### Action item
Every line in the entries that holds "InvokeError" should be identified and copied.

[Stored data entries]
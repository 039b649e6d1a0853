//! Google Client
//!
//! Authenticated transport combining credentials and the HTTP client. Each
//! request is sent with a bearer token for the scopes of its service.

use super::auth::GcpCredentials;
use super::http::{GcpHttpClient, DEFAULT_USER_AGENT};
use super::transport::{HttpRequest, HttpResponse, Transport};
use crate::error::{InvokeError, Result};
use anyhow::Context;
use std::future::Future;
use std::time::Duration;

/// Authenticated Google API transport
#[derive(Clone)]
pub struct GcpClient {
    pub credentials: GcpCredentials,
    pub http: GcpHttpClient,
}

impl GcpClient {
    /// Create a client using Application Default Credentials
    pub async fn new() -> anyhow::Result<Self> {
        Self::with_options(DEFAULT_USER_AGENT, None).await
    }

    /// Create a client with a custom user agent and request timeout
    pub async fn with_options(user_agent: &str, timeout: Option<Duration>) -> anyhow::Result<Self> {
        let credentials = GcpCredentials::new()
            .await
            .context("Failed to initialize Google credentials")?;

        let http = GcpHttpClient::with_options(user_agent, timeout)?;

        Ok(Self { credentials, http })
    }

    /// Build a client from explicit parts
    pub fn from_parts(credentials: GcpCredentials, http: GcpHttpClient) -> Self {
        Self { credentials, http }
    }

    async fn send_authorized(&self, request: HttpRequest) -> Result<HttpResponse> {
        let token = self
            .credentials
            .get_token(&request.scopes)
            .await
            .map_err(|e| InvokeError::network(format!("{:#}", e)))?;

        let response = self.http.execute(request.clone(), Some(&token)).await?;

        // Retry once with a fresh token after a 401
        if response.status == 401 {
            tracing::debug!("Token rejected, clearing cache and retrying once");
            self.credentials.clear_cache().await;
            let token = self
                .credentials
                .get_token(&request.scopes)
                .await
                .map_err(|e| InvokeError::network(format!("{:#}", e)))?;
            return self.http.execute(request, Some(&token)).await;
        }

        Ok(response)
    }
}

impl Transport for GcpClient {
    fn send(&self, request: HttpRequest) -> impl Future<Output = Result<HttpResponse>> + Send {
        self.send_authorized(request)
    }
}
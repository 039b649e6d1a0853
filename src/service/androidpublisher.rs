//! Google Play Developer API v2
//!
//! App edits (listings, tracks, testers, APKs), in-app products and
//! purchase verification. Image and APK uploads are not covered.

use crate::error::Result;
use crate::gcp::transport::Transport;
use crate::model::androidpublisher::{
    ApkListing, ApkListingsListResponse, ApksAddExternallyHostedRequest,
    ApksAddExternallyHostedResponse, ApksListResponse, AppDetails, AppEdit,
    EntitlementsListResponse, ExpansionFile, ImagesDeleteAllResponse, ImagesListResponse,
    InAppProduct, InappproductsBatchRequest, InappproductsBatchResponse,
    InappproductsListResponse, Listing, ListingsListResponse, ProductPurchase,
    SubscriptionPurchase, SubscriptionPurchasesDeferRequest,
    SubscriptionPurchasesDeferResponse, Testers, Track, TracksListResponse,
};
use crate::resource::registry::{builtin_service, ServiceDef};
use crate::resource::{InvocationArgs, OptParams, Resource, ResourceInvoker};

/// Typed client for the Google Play Developer API v2
pub struct AndroidPublisherService<T> {
    invoker: ResourceInvoker<T>,
    service: &'static ServiceDef,
}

### Expected output
use crate::error::{InvokeError, Result};
            .map_err(|e| InvokeError::network(format!("{:#}", e)))?;
                .map_err(|e| InvokeError::network(format!("{:#}", e)))?;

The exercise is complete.